Adding to the disguise are Martin Professional MAC 600 washes with City Theatrical Concentric Spill Rings, customized with silver octagonal gel frames. “Anytime the camera looks into the lighting rig, it looks like it’s all silver PARs, since you only see the front of the light,” Baldassari adds.

To make one rig work for the separate arena and stadium scenes, Baldassari created an entire backdrop wall of 144 PARs with scrollers in four pods, each with 36 fixtures to create any color. He cites two Mötley Crüe videos—“Same Old Situation” and “Wild Side”—as his inspiration. “At the end of the ‘Wild Side’ video, you see the word ‘Crüe’ spelled out in PARs.
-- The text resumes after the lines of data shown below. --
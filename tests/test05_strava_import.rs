mod common;

use std::sync::Arc;

use actix_web::web::Data;
use serde_json::json;
use wiremock::matchers::{body_string_contains, header, method, path, query_param};
use wiremock::{Mock, MockServer, ResponseTemplate};

use common::{FakeApi, segment, strava_client};
use segment_board::AppState;
use segment_board::controller::strava::{
    MAX_STARRED_PAGES, STARRED_PAGE_SIZE, StravaAthlete, StravaClient, StravaToken, all_starred,
    import_starred,
};
use segment_board::error::AppError;
use segment_board::model::{ClaimStore, STRAVA_TOKEN_KEY, Segment};

fn client_for(server: &MockServer) -> StravaClient {
    strava_client(&server.uri())
}

fn token(expires_at: i64) -> StravaToken {
    StravaToken {
        access_token: "live-token".into(),
        refresh_token: "refresh-me".into(),
        expires_at,
        athlete: Some(StravaAthlete {
            id: 5,
            firstname: Some("Sam".into()),
            lastname: Some("Rider".into()),
        }),
    }
}

fn detail(id: i64, name: &str) -> serde_json::Value {
    json!({
        "id": id,
        "name": name,
        "distance": 1000.0,
        "total_elevation_gain": 50.0,
        "climb_category": 2,
        "start_latlng": [37.8, -122.4],
        "map": {"polyline": "_p~iF~ps|U"},
        "effort_count": 1200,
        "athlete_segment_stats": {"pr_elapsed_time": 240, "effort_count": 3},
        "xoms": {"kom": "3:20", "overall": "3:10"}
    })
}

#[tokio::test]
async fn test_import_skips_tracked_and_reports_failures() -> Result<(), Box<dyn std::error::Error>>
{
    let server = MockServer::start().await;
    Mock::given(method("GET"))
        .and(path("/api/v3/segments/starred"))
        .and(query_param("page", "1"))
        .and(header("authorization", "Bearer live-token"))
        .respond_with(ResponseTemplate::new(200).set_body_json(json!([
            {"id": 100, "name": "Already Here"},
            {"id": 200, "name": "New Climb"},
            {"id": 300, "name": "Gone Private"},
        ])))
        .up_to_n_times(1)
        .mount(&server)
        .await;
    Mock::given(method("GET"))
        .and(path("/api/v3/segments/200"))
        .respond_with(ResponseTemplate::new(200).set_body_json(detail(200, "New Climb")))
        .expect(1)
        .mount(&server)
        .await;
    Mock::given(method("GET"))
        .and(path("/api/v3/segments/300"))
        .respond_with(ResponseTemplate::new(404).set_body_string("not found"))
        .mount(&server)
        .await;

    let api = FakeApi::with_segments(vec![Segment {
        strava_id: Some(100),
        ..segment(1, "Already Here")
    }]);
    let report = import_starred(&api, &client_for(&server), &token(i64::MAX)).await?;

    assert_eq!(report.imported, vec!["New Climb".to_string()]);
    assert_eq!(report.skipped, vec!["Already Here".to_string()]);
    assert_eq!(report.failed.len(), 1);
    assert_eq!(report.failed[0].0, "Gone Private");

    let created = api.snapshot(2).await.ok_or("import did not create")?;
    assert_eq!(created.strava_id, Some(200));
    assert_eq!(created.crown_time, Some(190));
    assert_eq!(created.pb_time, Some(240));
    assert_eq!(created.difficulty.as_deref(), Some("Cat 3"));
    assert_eq!(created.start_latitude, Some(37.8));

    // A second run finds nothing new.
    Mock::given(method("GET"))
        .and(path("/api/v3/segments/starred"))
        .respond_with(ResponseTemplate::new(200).set_body_json(json!([
            {"id": 100, "name": "Already Here"},
            {"id": 200, "name": "New Climb"},
        ])))
        .mount(&server)
        .await;
    let again = import_starred(&api, &client_for(&server), &token(i64::MAX)).await?;
    assert!(again.imported.is_empty());
    assert_eq!(again.skipped.len(), 2);
    Ok(())
}

#[tokio::test]
async fn test_rejected_token_aborts_import() {
    let server = MockServer::start().await;
    Mock::given(method("GET"))
        .and(path("/api/v3/segments/starred"))
        .respond_with(ResponseTemplate::new(401).set_body_string("Authorization Error"))
        .mount(&server)
        .await;

    let api = FakeApi::default();
    let result = import_starred(&api, &client_for(&server), &token(i64::MAX)).await;
    assert!(matches!(result, Err(AppError::Auth(_))));
}

#[tokio::test]
async fn test_expired_token_is_refreshed_and_stored() -> Result<(), Box<dyn std::error::Error>> {
    let server = MockServer::start().await;
    Mock::given(method("POST"))
        .and(path("/oauth/token"))
        .and(body_string_contains("grant_type=refresh_token"))
        .and(body_string_contains("refresh_token=refresh-me"))
        .respond_with(ResponseTemplate::new(200).set_body_json(json!({
            "access_token": "new-token",
            "refresh_token": "refresh-again",
            "expires_at": i64::MAX
        })))
        .expect(1)
        .mount(&server)
        .await;

    let claims = ClaimStore::open_in_memory()?;
    claims.put_json(STRAVA_TOKEN_KEY, &token(0))?;
    let state = Data::new(AppState::new(
        Arc::new(FakeApi::default()),
        claims,
        Some(client_for(&server)),
        25,
    ));

    let fresh = state.fresh_token().await?;
    assert_eq!(fresh.access_token, "new-token");
    // The refresh response has no athlete; the old one is kept.
    assert_eq!(state.athlete_name().await.as_deref(), Some("Sam Rider"));

    let stored: Option<StravaToken> = state.claims.lock().await.get_json(STRAVA_TOKEN_KEY)?;
    assert_eq!(stored.map(|t| t.refresh_token).as_deref(), Some("refresh-again"));

    // Still fresh, so no second refresh call.
    state.fresh_token().await?;
    Ok(())
}

fn summaries(first_id: i64, count: usize) -> serde_json::Value {
    (0..count)
        .map(|i| {
            let id = first_id + i as i64;
            json!({"id": id, "name": format!("Segment {id}")})
        })
        .collect()
}

#[tokio::test]
async fn test_starred_fetch_follows_full_pages() -> Result<(), Box<dyn std::error::Error>> {
    let full = STARRED_PAGE_SIZE as usize;
    let server = MockServer::start().await;
    Mock::given(method("GET"))
        .and(path("/api/v3/segments/starred"))
        .and(query_param("page", "1"))
        .and(query_param("per_page", STARRED_PAGE_SIZE.to_string()))
        .respond_with(ResponseTemplate::new(200).set_body_json(summaries(1, full)))
        .expect(1)
        .mount(&server)
        .await;
    Mock::given(method("GET"))
        .and(path("/api/v3/segments/starred"))
        .and(query_param("page", "2"))
        .respond_with(ResponseTemplate::new(200).set_body_json(summaries(1000, 3)))
        .expect(1)
        .mount(&server)
        .await;
    Mock::given(method("GET"))
        .and(path("/api/v3/segments/starred"))
        .and(query_param("page", "3"))
        .respond_with(ResponseTemplate::new(200).set_body_json(json!([])))
        .expect(0)
        .mount(&server)
        .await;

    let starred = all_starred(&client_for(&server), &token(i64::MAX)).await?;
    assert_eq!(starred.len(), full + 3);
    assert_eq!(starred.first().map(|s| s.id), Some(1));
    assert_eq!(starred.last().map(|s| s.id), Some(1002));
    Ok(())
}

#[tokio::test]
async fn test_starred_fetch_stops_at_page_limit() -> Result<(), Box<dyn std::error::Error>> {
    let full = STARRED_PAGE_SIZE as usize;
    let server = MockServer::start().await;
    Mock::given(method("GET"))
        .and(path("/api/v3/segments/starred"))
        .and(query_param("page", (MAX_STARRED_PAGES + 1).to_string()))
        .respond_with(ResponseTemplate::new(200).set_body_json(json!([])))
        .expect(0)
        .mount(&server)
        .await;
    Mock::given(method("GET"))
        .and(path("/api/v3/segments/starred"))
        .respond_with(ResponseTemplate::new(200).set_body_json(summaries(1, full)))
        .expect(u64::from(MAX_STARRED_PAGES))
        .mount(&server)
        .await;

    let starred = all_starred(&client_for(&server), &token(i64::MAX)).await?;
    assert_eq!(starred.len(), full * MAX_STARRED_PAGES as usize);
    Ok(())
}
As a tribute, we spelled out ‘Jaxx’ while Tom Cruise’s character, Stacie Jaxx, plays a guitar solo during ‘Don’t Stop Believing.’”
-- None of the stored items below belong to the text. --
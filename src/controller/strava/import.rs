use ahash::AHashSet;
use futures::future::join_all;

use super::client::StravaClient;
use super::types::{DetailedSegment, ImportReport, SEGMENT_URL_BASE, StravaToken, SummarySegment};
use crate::controller::api::SegmentApi;
use crate::error::AppError;
use crate::model::{NewSegment, derive_pace, parse_duration};

pub const STARRED_PAGE_SIZE: u32 = 50;
pub const MAX_STARRED_PAGES: u32 = 20;
const DETAIL_BATCH: usize = 4;

fn difficulty_for(climb_category: Option<i32>) -> Option<String> {
    let label = match climb_category? {
        1 => "Cat 4",
        2 => "Cat 3",
        3 => "Cat 2",
        4 => "Cat 1",
        5 => "HC",
        _ => return None,
    };
    Some(label.to_string())
}

#[must_use]
pub fn to_new_segment(detail: DetailedSegment) -> NewSegment {
    let stats = detail.athlete_segment_stats.unwrap_or_default();
    let crown_time = detail
        .xoms
        .and_then(|x| x.overall.or(x.kom))
        .and_then(|text| match parse_duration(&text) {
            Ok(secs) => Some(secs),
            Err(e) => {
                tracing::warn!(segment = detail.id, error = %e, "unreadable crown time");
                None
            }
        });
    let (start_latitude, start_longitude) = match detail.start_latlng.as_deref() {
        Some([lat, lng]) => (Some(*lat), Some(*lng)),
        _ => (None, None),
    };

    NewSegment {
        name: detail.name,
        distance: detail.distance,
        elevation_gain: detail.total_elevation_gain,
        crown_time,
        crown_pace: derive_pace(crown_time, detail.distance),
        pb_time: stats.pr_elapsed_time,
        pb_pace: derive_pace(stats.pr_elapsed_time, detail.distance),
        pb_attempts: stats.effort_count,
        attempts: detail.effort_count,
        difficulty: difficulty_for(detail.climb_category),
        strava_id: Some(detail.id),
        strava_url: Some(format!("{SEGMENT_URL_BASE}/{}", detail.id)),
        polyline: detail.map.and_then(|m| m.polyline).filter(|p| !p.is_empty()),
        start_latitude,
        start_longitude,
        ..NewSegment::default()
    }
}

/// Every starred segment, page by page until a short page comes back.
///
/// # Errors
///
/// Will return `Err` if any page request fails
pub async fn all_starred(
    strava: &StravaClient,
    token: &StravaToken,
) -> Result<Vec<SummarySegment>, AppError> {
    let mut all = Vec::new();
    for page in 1..=MAX_STARRED_PAGES {
        let batch = strava.starred_segments(token, page, STARRED_PAGE_SIZE).await?;
        let short = batch.len() < STARRED_PAGE_SIZE as usize;
        all.extend(batch);
        if short {
            return Ok(all);
        }
    }
    tracing::warn!(
        pages = MAX_STARRED_PAGES,
        fetched = all.len(),
        "starred page limit reached; later pages were not fetched"
    );
    Ok(all)
}

/// Creates a segment for each starred segment not already tracked.
///
/// Rows that fail to fetch or create are reported, not fatal.
///
/// # Errors
///
/// Will return `Err` if the starred list or the existing segments cannot be loaded
pub async fn import_starred(
    api: &dyn SegmentApi,
    strava: &StravaClient,
    token: &StravaToken,
) -> Result<ImportReport, AppError> {
    let starred = all_starred(strava, token).await?;
    let existing = api.list_segments().await?;
    let mut known: AHashSet<i64> = existing.iter().filter_map(|s| s.strava_id).collect();

    let mut report = ImportReport::default();
    let mut to_fetch = Vec::new();
    for summary in starred {
        if known.insert(summary.id) {
            to_fetch.push(summary);
        } else {
            report.skipped.push(summary.name);
        }
    }

    for chunk in to_fetch.chunks(DETAIL_BATCH) {
        let details = join_all(chunk.iter().map(|s| strava.segment_detail(token, s.id))).await;
        for (summary, detail) in chunk.iter().zip(details) {
            let detail = match detail {
                Ok(d) => d,
                Err(e) => {
                    tracing::warn!(segment = summary.id, error = %e, "failed to fetch segment detail");
                    report.failed.push((summary.name.clone(), e.to_string()));
                    continue;
                }
            };
            match api.create_segment(&to_new_segment(detail)).await {
                Ok(created) => report.imported.push(created.name),
                Err(e) => {
                    tracing::warn!(segment = summary.id, error = %e, "failed to create segment");
                    report.failed.push((summary.name.clone(), e.to_string()));
                }
            }
        }
    }

    tracing::info!(
        imported = report.imported.len(),
        skipped = report.skipped.len(),
        failed = report.failed.len(),
        "strava import finished"
    );
    Ok(report)
}
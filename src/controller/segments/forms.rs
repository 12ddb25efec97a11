use std::collections::HashMap;

use chrono::NaiveDate;
use serde::Deserialize;

use crate::error::AppError;
use crate::model::{
    NewSegment, Segment, SegmentPatch, derive_pace, non_blank, parse_duration, strava_id_from_url,
};

fn parse_f64(field: &str, value: Option<&str>) -> Result<Option<f64>, AppError> {
    non_blank(value)
        .map(|v| {
            v.parse::<f64>()
                .ok()
                .filter(|n| n.is_finite())
                .ok_or_else(|| AppError::Invalid(format!("{field}: '{v}' is not a number")))
        })
        .transpose()
}

fn parse_u32(field: &str, value: Option<&str>) -> Result<Option<u32>, AppError> {
    non_blank(value)
        .map(|v| {
            v.parse::<u32>()
                .map_err(|_| AppError::Invalid(format!("{field}: '{v}' is not a whole number")))
        })
        .transpose()
}

fn parse_date(field: &str, value: Option<&str>) -> Result<Option<NaiveDate>, AppError> {
    non_blank(value)
        .map(|v| {
            NaiveDate::parse_from_str(&v, "%Y-%m-%d")
                .map_err(|_| AppError::Invalid(format!("{field}: '{v}' is not a YYYY-MM-DD date")))
        })
        .transpose()
}

fn parse_time(value: Option<&str>) -> Result<Option<u32>, AppError> {
    non_blank(value).map(|v| parse_duration(&v)).transpose()
}

#[derive(Deserialize, Debug, Default)]
pub struct NewSegmentForm {
    pub name: String,
    pub distance_km: Option<String>,
    pub elevation_gain: Option<String>,
    pub elevation_loss: Option<String>,
    pub difficulty: Option<String>,
    pub crown_holder: Option<String>,
    pub crown_time: Option<String>,
    pub pb_time: Option<String>,
    pub pb_attempts: Option<String>,
    pub attempts: Option<String>,
    pub last_attempt_date: Option<String>,
    pub strava_url: Option<String>,
    pub polyline: Option<String>,
    pub start_latitude: Option<String>,
    pub start_longitude: Option<String>,
    /// Table state (`sort`, `q`, ...) sent alongside the segment fields.
    #[serde(flatten)]
    pub table: HashMap<String, String>,
}

impl NewSegmentForm {
    /// # Errors
    ///
    /// Will return `Err` if the name is blank or a field does not parse
    pub fn into_new_segment(self) -> Result<NewSegment, AppError> {
        let name = self.name.trim().to_string();
        if name.is_empty() {
            return Err(AppError::Invalid("a segment needs a name".into()));
        }

        let distance = parse_f64("distance", self.distance_km.as_deref())?.map(|km| km * 1000.0);
        let crown_time = parse_time(self.crown_time.as_deref())?;
        let pb_time = parse_time(self.pb_time.as_deref())?;
        let strava_url = non_blank(self.strava_url.as_deref());
        let start_latitude = parse_f64("start latitude", self.start_latitude.as_deref())?;
        let start_longitude = parse_f64("start longitude", self.start_longitude.as_deref())?;
        if start_latitude.is_some() != start_longitude.is_some() {
            return Err(AppError::Invalid(
                "start latitude and longitude go together".into(),
            ));
        }

        let polyline = non_blank(self.polyline.as_deref());
        if let Some(p) = &polyline {
            crate::model::polyline::decode(p)?;
        }

        Ok(NewSegment {
            name,
            distance,
            elevation_gain: parse_f64("elevation gain", self.elevation_gain.as_deref())?,
            elevation_loss: parse_f64("elevation loss", self.elevation_loss.as_deref())?,
            crown_holder: non_blank(self.crown_holder.as_deref()),
            crown_time,
            crown_pace: derive_pace(crown_time, distance),
            pb_time,
            pb_pace: derive_pace(pb_time, distance),
            pb_attempts: parse_u32("PB attempts", self.pb_attempts.as_deref())?,
            attempts: parse_u32("attempts", self.attempts.as_deref())?,
            difficulty: non_blank(self.difficulty.as_deref()),
            last_attempt_date: parse_date("last attempt", self.last_attempt_date.as_deref())?,
            strava_id: strava_url.as_deref().and_then(strava_id_from_url),
            strava_url,
            polyline,
            start_latitude,
            start_longitude,
            ..NewSegment::default()
        })
    }
}

#[derive(Deserialize, Debug, Default)]
pub struct ClaimForm {
    pub claim: Option<String>,
}

#[derive(Deserialize, Debug, Default)]
pub struct CrownForm {
    pub crown_holder: Option<String>,
    pub crown_date: Option<String>,
    pub crown_time: Option<String>,
    pub crown_pace: Option<String>,
}

impl CrownForm {
    /// Blank fields clear the stored value. A blank pace is derived from
    /// the time and the segment's distance.
    ///
    /// # Errors
    ///
    /// Will return `Err` if a date or time does not parse
    pub fn into_patch(self, segment: &Segment) -> Result<SegmentPatch, AppError> {
        let crown_time = parse_time(self.crown_time.as_deref())?;
        let crown_pace = match parse_time(self.crown_pace.as_deref())? {
            Some(secs) => Some(f64::from(secs)),
            None => derive_pace(crown_time, segment.distance),
        };
        Ok(SegmentPatch {
            crown_holder: Some(non_blank(self.crown_holder.as_deref())),
            crown_date: Some(parse_date("crown date", self.crown_date.as_deref())?),
            crown_time: Some(crown_time),
            crown_pace: Some(crown_pace),
            ..SegmentPatch::default()
        })
    }
}
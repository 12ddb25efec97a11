use crate::model::{SortColumn, SortDirection, SortSpec, TableState};

#[must_use]
pub fn sort_indicator(spec: SortSpec, column: SortColumn) -> Option<&'static str> {
    (spec.column == column).then_some(match spec.direction {
        SortDirection::Asc => "▲",
        SortDirection::Desc => "▼",
    })
}

/// Relative url for a row action that keeps the table state.
#[must_use]
pub fn action_url(id: i64, action: &str, state: &TableState) -> String {
    format!("segments/{id}/{action}?{}", state.query_string())
}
Baldassari also added period luminaires, including Philips Vari-Lite VL2Cs. “If you look at every concert or music video from around 1987, they all use iconic VL2Cs,” he says. “I didn’t feel I could do justice to a concert sequence that takes place in 1987 without them.” With the help of Larry Thomas at Christie Lites and George Masek, Baldassari tracked down a dozen of the last working VL2Cs in North America, including several from Dean Spurlock of Lighting & DSGN in Nashville.
Baldassari placed the 12 VL2Cs around the drum riser, on the amps, and on the floor of the arena/stadium sequences so the fixture housings would show on camera. “There is no other fixture that defines lighting technology from 1987 like the VL2C. I wanted to be true to our industry and not pretend we wouldn’t notice what shows up on camera.”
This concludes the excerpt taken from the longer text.